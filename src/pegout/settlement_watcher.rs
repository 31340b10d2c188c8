// Copyright (c) 2025 Slidechain Contributors
// SPDX-License-Identifier: MIT OR Apache-2.0

//! The settlement watcher (spec §4.6): consumes the finalization
//! channel, submits the step-2 side-chain transaction, waits for
//! inclusion, then deletes the export row. A submission failure here
//! is fatal — funds would be neither retired nor refunded (spec §4.6,
//! §7).

use std::sync::Arc;

use tokio::sync::{mpsc, watch};
use tracing::info;

use crate::contract::export_contract::{ExportReference, ExportStep2};
use crate::db::Store;
use crate::error::Error;
use crate::submitter::builder::{RawTx, TAG_EXPORT_STEP2};
use crate::submitter::Submitter;
use crate::types::ExportRecord;
use crate::Result;

fn encode_step2(step2: &ExportStep2) -> Result<Vec<u8>> {
    let mut bytes = vec![TAG_EXPORT_STEP2, step2.selector.as_i64() as u8];
    let json = serde_json::to_vec(&step2.reference)
        .map_err(|e| Error::malformed(format!("encoding export-step2: {e}")))?;
    bytes.extend_from_slice(&json);
    Ok(bytes)
}

fn reference_of(export: &ExportRecord) -> ExportReference {
    ExportReference {
        asset: export.asset.clone(),
        temp: export.temp_addr.clone(),
        seqnum: export.escrow_seqnum,
        exporter: export.exporter.clone(),
        amount: export.amount,
        anchor: export.retire_anchor.clone(),
        pubkey: export.exporter_pubkey.0,
    }
}

/// Submits the finalization transaction for one terminal export row
/// and deletes it once included.
async fn finalize_one(store: &Store, submitter: &Arc<Submitter>, export: ExportRecord) -> Result<()> {
    let step2 = ExportStep2::from_settlement(reference_of(&export), export.state);
    let bytes = encode_step2(&step2)?;

    let mut hasher = blake2b_simd::Params::new().hash_length(32).to_state();
    hasher.update(&bytes);
    let id = hasher.finalize().as_bytes().to_vec();

    let sub = submitter.submit(RawTx { id: id.clone(), bytes }).await;
    let (_tx, cancel) = watch::channel(false);
    let height = submitter.wait_for_tx(&id, sub, cancel).await?;

    store.delete_export(&export.txid).await?;
    info!(
        txid = %hex::encode(export.txid),
        selector = ?step2.selector,
        height,
        "export finalized"
    );
    Ok(())
}

/// Runs until cancelled or the finalization channel closes, which
/// only happens alongside the peg-out loop's own shutdown.
pub async fn run(
    store: Store,
    submitter: Arc<Submitter>,
    mut finalize: mpsc::Receiver<ExportRecord>,
    mut cancel: watch::Receiver<bool>,
) -> Result<()> {
    loop {
        let export = tokio::select! {
            biased;
            _ = cancel.changed() => return Err(Error::Cancelled),
            recv = finalize.recv() => match recv {
                Some(export) => export,
                None => return Err(Error::Cancelled),
            },
        };
        finalize_one(&store, &submitter, export).await?;
    }
}

/// Recovery step run once at supervisor boot (spec §8 S6): rows left
/// in a terminal state across a crash still need their finalization
/// transaction submitted, so they are re-emitted to the channel the
/// settlement watcher reads from.
pub async fn reemit_unfinalized(store: &Store, finalize: &mpsc::Sender<ExportRecord>) -> Result<()> {
    for export in store.exports_awaiting_finalization().await? {
        if finalize.send(export).await.is_err() {
            return Err(Error::Cancelled);
        }
    }
    Ok(())
}
// Copyright (c) 2025 Slidechain Contributors
// SPDX-License-Identifier: MIT OR Apache-2.0

//! The durable store (spec §4.1): blocks, snapshots, pegs, exports,
//! pin cursors, and the custodian identity, behind a single
//! transactional `sqlx` sqlite pool. The underlying storage engine is
//! the external collaborator named in spec §1's out-of-scope list;
//! this module is the in-scope component from spec §2's table that
//! wraps it with the operations the reconciliation core depends on.

pub mod blocks;
pub mod custodian;
pub mod exports;
pub mod models;
pub mod pegs;
pub mod pins;

use std::time::Duration;

use sqlx::sqlite::{SqliteConnectOptions, SqlitePoolOptions};
use sqlx::SqlitePool;

use crate::Result;

#[derive(Clone)]
pub struct Store {
    pub(crate) pool: SqlitePool,
}

impl Store {
    /// Opens (creating if absent) the sqlite database at `path` and
    /// runs embedded migrations. `path` may be `:memory:` for a
    /// throwaway store, which tests use to exercise real SQL against
    /// real `sqlx` rather than a hand-rolled in-memory double.
    pub async fn open(path: &str) -> Result<Self> {
        let opts = SqliteConnectOptions::new()
            .filename(path)
            .create_if_missing(true)
            .busy_timeout(Duration::from_secs(5));
        let pool = SqlitePoolOptions::new()
            .max_connections(8)
            .connect_with(opts)
            .await?;
        sqlx::migrate!("./migrations").run(&pool).await?;
        Ok(Store { pool })
    }

    /// Opens an in-process in-memory store, for tests and the
    /// `slidechain-cli`'s dry-run helpers.
    pub async fn open_in_memory() -> Result<Self> {
        Self::open(":memory:").await
    }
}
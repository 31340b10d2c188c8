// Copyright (c) 2025 Slidechain Contributors
// SPDX-License-Identifier: MIT OR Apache-2.0

//! The peg-in pipeline (spec §4.5): the pre-peg RPC, the main-chain
//! watcher, and the import loop, sharing a [`tokio::sync::Notify`] in
//! place of the original's condition variable (spec §9 design note).

pub mod import_loop;
pub mod watcher;

use std::sync::Arc;

use crate::contract::uniqueness_token::UniquenessToken;
use crate::db::Store;
use crate::submitter::builder::RawTx;
use crate::submitter::Submitter;
use crate::types::PegRecord;
use crate::Result;

/// Backs the pre-peg RPC (`POST /peg-in`, spec §6): submits a
/// client-built uniqueness-token transaction, waits for inclusion,
/// then writes the peg row. Failure at any step leaves the database
/// unchanged (spec §4.5).
pub async fn record_peg_in(
    store: &Store,
    submitter: &Arc<Submitter>,
    prepeg_tx: Option<RawTx>,
    token: UniquenessToken,
    expiration_ms: i64,
) -> Result<()> {
    if let Some(tx) = prepeg_tx {
        let id = tx.id.clone();
        let sub = submitter.submit(tx).await;
        let (_tx, cancel) = tokio::sync::watch::channel(false);
        submitter.wait_for_tx(&id, sub, cancel).await?;
    }

    let peg = PegRecord {
        nonce_hash: token.nonce_hash,
        recipient_pubkey: token.recipient,
        asset: token.asset.clone(),
        amount: token.amount,
        expiration_ms,
        stellar_seen: false,
        imported: false,
    };
    store.insert_peg(&peg).await
}

#[cfg(test)]
mod tests {
    use super::*;
    use crate::types::{AssetId, SideChainPubkey};
    use std::time::Duration;

    #[tokio::test]
    async fn record_peg_in_without_prepeg_tx_just_inserts() {
        let store = Store::open_in_memory().await.unwrap();
        let submitter = Submitter::new(store.clone(), Duration::from_secs(5));
        let token = UniquenessToken::new(
            AssetId(b"native".to_vec()),
            100,
            SideChainPubkey([1u8; 32]),
            crate::nonce::nonce_hash(b"genesis", 5_000),
        );
        record_peg_in(&store, &submitter, None, token.clone(), 5_000)
            .await
            .unwrap();
        let peg = store.get_peg(&token.nonce_hash).await.unwrap().unwrap();
        assert_eq!(peg.amount, 100);
        assert!(!peg.imported);
    }
}
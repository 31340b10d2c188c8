// Copyright (c) 2025 Slidechain Contributors
// SPDX-License-Identifier: MIT OR Apache-2.0

//! `tracing-subscriber` initialization, driven by `RUST_LOG`,
//! defaulting to `info`.

use tracing_subscriber::{fmt, EnvFilter};

pub fn init() {
    let filter = EnvFilter::try_from_default_env().unwrap_or_else(|_| EnvFilter::new("info"));
    fmt().with_env_filter(filter).with_target(true).init();
}
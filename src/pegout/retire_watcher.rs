// Copyright (c) 2025 Slidechain Contributors
// SPDX-License-Identifier: MIT OR Apache-2.0

//! The retire watcher, run as the pin named `"exports"` (spec §4.6):
//! scans each finalized block for export-step1 log entries, inserts an
//! export row per entry, and wakes the peg-out loop.

use std::sync::Arc;

use async_trait::async_trait;
use tokio::sync::Notify;
use tracing::info;

use crate::contract::export_contract::ExportReference;
use crate::db::Store;
use crate::error::Error;
use crate::pin::BlockHandler;
use crate::submitter::builder::{decode_bits, TAG_EXPORT_STEP1};
use crate::types::{ExportRecord, PegOutState};
use crate::Result;

pub struct RetireWatcher {
    store: Store,
    notify: Arc<Notify>,
}

impl RetireWatcher {
    pub fn new(store: Store, notify: Arc<Notify>) -> Arc<Self> {
        Arc::new(RetireWatcher { store, notify })
    }
}

#[async_trait]
impl BlockHandler for RetireWatcher {
    async fn handle(&self, _height: u64, bits: &[u8]) -> Result<()> {
        for payload in decode_bits(bits) {
            let Some((&tag, body)) = payload.split_first() else { continue };
            if tag != TAG_EXPORT_STEP1 {
                continue;
            }
            let reference: ExportReference = serde_json::from_slice(body)
                .map_err(|e| Error::malformed(format!("export-step1 log entry: {e}")))?;

            let mut hasher = blake2b_simd::Params::new().hash_length(32).to_state();
            hasher.update(body);
            let mut txid = [0u8; 32];
            txid.copy_from_slice(hasher.finalize().as_bytes());

            let export = ExportRecord {
                txid,
                exporter: reference.exporter.clone(),
                asset: reference.asset.clone(),
                amount: reference.amount,
                temp_addr: reference.temp.clone(),
                escrow_seqnum: reference.seqnum,
                retire_anchor: reference.anchor.clone(),
                exporter_pubkey: crate::types::SideChainPubkey(reference.pubkey),
                state: PegOutState::NotYet,
            };
            self.store.insert_export(&export).await?;
            info!(txid = %hex::encode(txid), exporter = %export.exporter, "export observed");
            self.notify.notify_one();
        }
        Ok(())
    }
}
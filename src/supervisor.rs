// Copyright (c) 2025 Slidechain Contributors
// SPDX-License-Identifier: MIT OR Apache-2.0

//! The custodian supervisor (spec §4.7): boot sequence, crash
//! recovery, and task supervision. `Supervisor::run` starts every
//! background task named in spec §5 and terminates the whole process
//! the moment any one of them returns, fatal or not.

use std::sync::Arc;
use std::time::Duration;

use rand::RngCore;
use tokio::sync::{mpsc, watch, Notify};
use tracing::{error, info, instrument, warn};

use crate::config::Config;
use crate::db::Store;
use crate::mainchain::MainChainClient;
use crate::pegout::FINALIZATION_CHANNEL_CAPACITY;
use crate::pin;
use crate::submitter::Submitter;
use crate::types::CustodianIdentity;
use crate::Result;

pub struct Supervisor {
    pub store: Store,
    pub submitter: Arc<Submitter>,
    cancel_tx: watch::Sender<bool>,
    cancel_rx: watch::Receiver<bool>,
}

impl Supervisor {
    /// Boot sequence (spec §4.7): open the store, load or create the
    /// custodian identity, and recover the submitter's authoritative
    /// side-chain object from the latest snapshot. Block replay past
    /// the snapshot is a no-op in this crate's model, since the
    /// snapshot commitment already folds in every transaction id up to
    /// its height (spec §4.1); a real side-chain VM would instead
    /// replay each block's transactions against the snapshot's state.
    #[instrument(skip(config))]
    pub async fn boot(config: &Config) -> Result<Self> {
        info!(stage = "store", db = %config.db, "opening store");
        let store = Store::open(&config.db).await?;

        if store.load_custodian().await?.is_none() {
            info!(stage = "custodian", "no custodian identity found, creating one");
            let mut seed = [0u8; 32];
            rand::thread_rng().fill_bytes(&mut seed);
            store
                .create_custodian(&CustodianIdentity { seed: seed.to_vec(), cursor: String::new() })
                .await?;
        }

        info!(stage = "submitter", "recovering side-chain state");
        let submitter = Submitter::new(store.clone(), config.block_interval);

        let (cancel_tx, cancel_rx) = watch::channel(false);
        Ok(Supervisor { store, submitter, cancel_tx, cancel_rx })
    }

    /// Signals every task to stop at its next cancellation check
    /// point. Used by tests; the daemon binary relies on process exit
    /// instead (spec §4.7's "a fatal error in any loop terminates the
    /// process").
    pub fn cancel(&self) {
        let _ = self.cancel_tx.send(true);
    }

    /// Starts, in order, the submitter's commit timer (already armed
    /// lazily by `submit`), the pin runners, and the four peg-in/
    /// peg-out loops (spec §4.7), then blocks until the first one
    /// exits.
    #[instrument(skip(self, config, main_chain))]
    pub async fn run(self, config: Config, main_chain: Arc<dyn MainChainClient>) -> Result<()> {
        let pegin_notify = Arc::new(Notify::new());
        let pegout_notify = Arc::new(Notify::new());
        let (finalize_tx, finalize_rx) = mpsc::channel(FINALIZATION_CHANNEL_CAPACITY);

        info!(stage = "recovery", "re-emitting unfinalized exports");
        crate::pegout::settlement_watcher::reemit_unfinalized(&self.store, &finalize_tx).await?;

        info!(stage = "pins", "starting pin runners");
        let exports_pin = tokio::spawn(pin::run(
            "exports",
            self.store.clone(),
            self.submitter.clone(),
            crate::pegout::retire_watcher::RetireWatcher::new(self.store.clone(), pegout_notify.clone()),
            self.cancel_rx.clone(),
        ));

        info!(stage = "pegin", "starting peg-in pipeline");
        let watcher = tokio::spawn(crate::pegin::watcher::run(
            self.store.clone(),
            main_chain.clone(),
            pegin_notify.clone(),
            config.backoff_base_ms,
            self.cancel_rx.clone(),
        ));
        let import_loop = tokio::spawn(crate::pegin::import_loop::run(
            self.store.clone(),
            self.submitter.clone(),
            pegin_notify,
            self.cancel_rx.clone(),
        ));

        info!(stage = "pegout", "starting peg-out pipeline");
        let pegout_loop = tokio::spawn(crate::pegout::pegout_loop::run(
            self.store.clone(),
            main_chain,
            pegout_notify,
            finalize_tx,
            self.cancel_rx.clone(),
        ));
        let settlement_watcher = tokio::spawn(crate::pegout::settlement_watcher::run(
            self.store.clone(),
            self.submitter.clone(),
            finalize_rx,
            self.cancel_rx.clone(),
        ));

        info!(stage = "gc", "starting block garbage collector");
        let gc = tokio::spawn(gc_loop(self.store.clone(), config.gc_interval, self.cancel_rx.clone()));

        let result = tokio::select! {
            r = exports_pin => flatten(r, "exports pin"),
            r = watcher => flatten(r, "main-chain watcher"),
            r = import_loop => flatten(r, "import loop"),
            r = pegout_loop => flatten(r, "peg-out loop"),
            r = settlement_watcher => flatten(r, "settlement watcher"),
            r = gc => flatten(r, "gc loop"),
        };

        self.cancel();
        if let Err(err) = &result {
            if matches!(err, crate::Error::Cancelled) {
                // clean shutdown, nothing to log
            } else if err.is_fatal() {
                error!(%err, "fatal: a supervised task exited, terminating");
            } else {
                warn!(%err, "a supervised task exited on a non-fatal error, terminating anyway");
            }
        }
        result
    }
}

fn flatten(joined: std::result::Result<Result<()>, tokio::task::JoinError>, task: &str) -> Result<()> {
    match joined {
        Ok(result) => result,
        Err(join_err) => {
            error!(task, %join_err, "fatal: task panicked");
            Err(crate::Error::SideChainSubmission(anyhow::anyhow!(
                "{task} panicked: {join_err}"
            )))
        }
    }
}

async fn gc_loop(store: Store, interval: Duration, mut cancel: watch::Receiver<bool>) -> Result<()> {
    loop {
        tokio::select! {
            biased;
            _ = cancel.changed() => return Err(crate::Error::Cancelled),
            _ = tokio::time::sleep(interval) => {}
        }
        let snapshot_height = store.latest_snapshot().await?.map(|(h, _)| h).unwrap_or(0);
        let min_pin = store.min_pin_height().await?;
        let upper = snapshot_height.min(min_pin);
        let deleted = store.gc_blocks(upper).await?;
        if deleted > 0 {
            info!(deleted, upper, "garbage-collected old blocks");
        } else {
            tracing::debug!(upper, "gc sweep: nothing to collect");
        }

        let now_ms = chrono::Utc::now().timestamp_millis();
        let expired = store.gc_expired_pegs(now_ms).await?;
        if expired > 0 {
            info!(expired, "garbage-collected unreachable expired pegs");
        }
    }
}
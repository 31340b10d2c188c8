// Copyright (c) 2025 Slidechain Contributors
// SPDX-License-Identifier: MIT OR Apache-2.0

//! The peg-out loop (spec §4.6): wakes on the shared [`Notify`],
//! drains every export row in `NotYet`/`Retry`, submits a main-chain
//! settlement per row, and emits terminal rows to the finalization
//! channel.

use std::sync::Arc;
use std::time::Duration;

use backon::{ExponentialBuilder, Retryable};
use tokio::sync::{mpsc, watch, Notify};
use tracing::{info, warn};

use crate::db::Store;
use crate::error::Error;
use crate::mainchain::{MainChainClient, SettlementOutcome};
use crate::types::{ExportRecord, PegOutState};
use crate::Result;

/// A Retry-state row schedules its own re-wake after this delay rather
/// than waiting indefinitely for an external trigger (spec §4.6 rows
/// in `Retry` are eligible again on the next wake).
const RETRY_DELAY: Duration = Duration::from_millis(500);

/// Base delay for the jittered backoff wrapping each settlement
/// submission (spec §7: transient errors retry forever, never
/// escalate).
const TRANSIENT_BACKOFF_BASE_MS: u64 = 200;

/// Runs until cancelled. A row's outcome maps to a new state (spec
/// §4.6): `Success -> Ok`, `BadSequence -> Retry`, `Other -> Fail`.
/// Rows reaching `Ok` or `Fail` are pushed to `finalize`.
pub async fn run(
    store: Store,
    client: Arc<dyn MainChainClient>,
    notify: Arc<Notify>,
    finalize: mpsc::Sender<ExportRecord>,
    mut cancel: watch::Receiver<bool>,
) -> Result<()> {
    loop {
        tokio::select! {
            biased;
            _ = cancel.changed() => return Err(Error::Cancelled),
            _ = notify.notified() => {}
        }

        let mut any_retry = false;
        for export in store.exports_pending().await? {
            if *cancel.borrow() {
                return Err(Error::Cancelled);
            }

            let attempt = || async {
                client
                    .submit_settlement(
                        &export.temp_addr,
                        &export.exporter,
                        &export.asset,
                        export.amount,
                        export.escrow_seqnum,
                    )
                    .await
            };
            let outcome = attempt
                .retry(
                    ExponentialBuilder::default()
                        .with_min_delay(Duration::from_millis(TRANSIENT_BACKOFF_BASE_MS))
                        .with_jitter()
                        .without_max_times(),
                )
                .when(|e: &Error| !e.is_fatal())
                .notify(|err: &Error, dur: Duration| {
                    warn!(%err, backoff = ?dur, "peg-out settlement transient error, retrying");
                })
                .await?;

            let new_state = match outcome {
                SettlementOutcome::Success => PegOutState::Ok,
                SettlementOutcome::BadSequence => {
                    any_retry = true;
                    PegOutState::Retry
                }
                SettlementOutcome::Other(reason) => {
                    warn!(txid = %hex::encode(export.txid), %reason, "peg-out settlement failed");
                    PegOutState::Fail
                }
            };
            store.set_export_state(&export.txid, new_state).await?;
            info!(txid = %hex::encode(export.txid), ?new_state, "peg-out settlement submitted");

            if matches!(new_state, PegOutState::Ok | PegOutState::Fail) {
                let finalized = ExportRecord { state: new_state, ..export };
                if finalize.send(finalized).await.is_err() {
                    return Err(Error::Cancelled);
                }
            }
        }

        if any_retry {
            let notify = notify.clone();
            tokio::spawn(async move {
                tokio::time::sleep(RETRY_DELAY).await;
                notify.notify_one();
            });
        }
    }
}
//! Frontmatter parsing for content files.

use std::path::Path;

use chrono::{DateTime, NaiveDate, NaiveDateTime, Utc};
use serde::{Deserialize, Deserializer, Serialize};

use crate::error::{CoreError, Result};

/// Frontmatter metadata for content files.
#[derive(Debug, Clone, Default, Serialize, Deserialize)]
pub struct Frontmatter {
    /// Item title.
    #[serde(default, alias = "Title")]
    pub title: String,

    /// Explicit URL slug.
    #[serde(default, alias = "Slug")]
    pub slug: Option<String>,

    /// Publication date.
    #[serde(default, alias = "Date", deserialize_with = "deserialize_date")]
    pub date: Option<DateTime<Utc>>,

    /// Whether this is a draft.
    #[serde(default)]
    pub draft: bool,

    /// Category name, unsanitized.
    #[serde(default, alias = "Category")]
    pub category: Option<String>,

    /// Custom extra fields (for extensibility).
    #[serde(default, flatten)]
    pub extra: std::collections::HashMap<String, serde_yaml::Value>,
}

/// Delimiter types for frontmatter.
#[derive(Debug, Clone, Copy, PartialEq, Eq)]
pub enum FrontmatterFormat {
    /// YAML frontmatter delimited by `---`.
    Yaml,
    /// TOML frontmatter delimited by `+++`.
    Toml,
}

impl FrontmatterFormat {
    /// Get the delimiter string for this format.
    pub fn delimiter(&self) -> &'static str {
        match self {
            Self::Yaml => "---",
            Self::Toml => "+++",
        }
    }
}

/// Split content into frontmatter and body.
///
/// The closing delimiter must sit on a line of its own.
pub fn split_frontmatter(content: &str) -> Option<(FrontmatterFormat, &str, &str)> {
    let content = content.trim_start();

    let format = if content.starts_with("---") {
        FrontmatterFormat::Yaml
    } else if content.starts_with("+++") {
        FrontmatterFormat::Toml
    } else {
        return None;
    };

    let delimiter = format.delimiter();
    let after_first = &content[delimiter.len()..];

    let mut offset = 0;
    for line in after_first.split_inclusive('\n') {
        if offset > 0 && line.trim_end() == delimiter {
            let frontmatter = after_first[..offset].trim();
            let body = after_first[offset + line.len()..].trim_start();
            return Some((format, frontmatter, body));
        }
        offset += line.len();
    }

    None
}

/// Parse frontmatter from a string.
///
/// Content without frontmatter yields the default metadata and the full text as body.
pub fn parse_frontmatter(content: &str, path: &Path) -> Result<(Frontmatter, String)> {
    let Some((format, fm_str, body)) = split_frontmatter(content) else {
        return Ok((Frontmatter::default(), content.to_string()));
    };

    let frontmatter: Frontmatter = match format {
        FrontmatterFormat::Yaml => {
            serde_yaml::from_str(fm_str).map_err(|e| CoreError::frontmatter(path, e.to_string()))?
        }
        FrontmatterFormat::Toml => {
            toml::from_str(fm_str).map_err(|e| CoreError::frontmatter(path, e.to_string()))?
        }
    };

    Ok((frontmatter, body.to_string()))
}

/// Date as it appears in YAML (always text) or TOML (text or a native datetime).
#[derive(Deserialize)]
#[serde(untagged)]
enum RawDate {
    Text(String),
    Toml(toml::value::Datetime),
}

fn deserialize_date<'de, D>(
    deserializer: D,
) -> std::result::Result<Option<DateTime<Utc>>, D::Error>
where
    D: Deserializer<'de>,
{
    let text = match Option::<RawDate>::deserialize(deserializer)? {
        None => return Ok(None),
        Some(RawDate::Text(text)) => text,
        Some(RawDate::Toml(datetime)) => datetime.to_string(),
    };

    parse_date(&text)
        .map(Some)
        .ok_or_else(|| serde::de::Error::custom(format!("invalid date '{text}'")))
}

/// Parse an RFC 3339 timestamp, a naive date-time or a bare date.
///
/// Values without an offset are taken as UTC; bare dates as midnight.
pub fn parse_date(text: &str) -> Option<DateTime<Utc>> {
    const DATETIME_FORMATS: [&str; 4] = [
        "%Y-%m-%dT%H:%M:%S%.f",
        "%Y-%m-%d %H:%M:%S%.f",
        "%Y-%m-%dT%H:%M",
        "%Y-%m-%d %H:%M",
    ];

    let text = text.trim();
    if let Ok(datetime) = DateTime::parse_from_rfc3339(text) {
        return Some(datetime.with_timezone(&Utc));
    }

    DATETIME_FORMATS
        .iter()
        .find_map(|format| NaiveDateTime::parse_from_str(text, format).ok())
        .or_else(|| {
            NaiveDate::parse_from_str(text, "%Y-%m-%d")
                .ok()
                .and_then(|date| date.and_hms_opt(0, 0, 0))
        })
        .map(|naive| naive.and_utc())
}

## [Activity]
Wherever the word "nothing" appears in the entries above, copy that whole line.

## [Answer for the task]
                // clean shutdown, nothing to log
            tracing::debug!(upper, "gc sweep: nothing to collect");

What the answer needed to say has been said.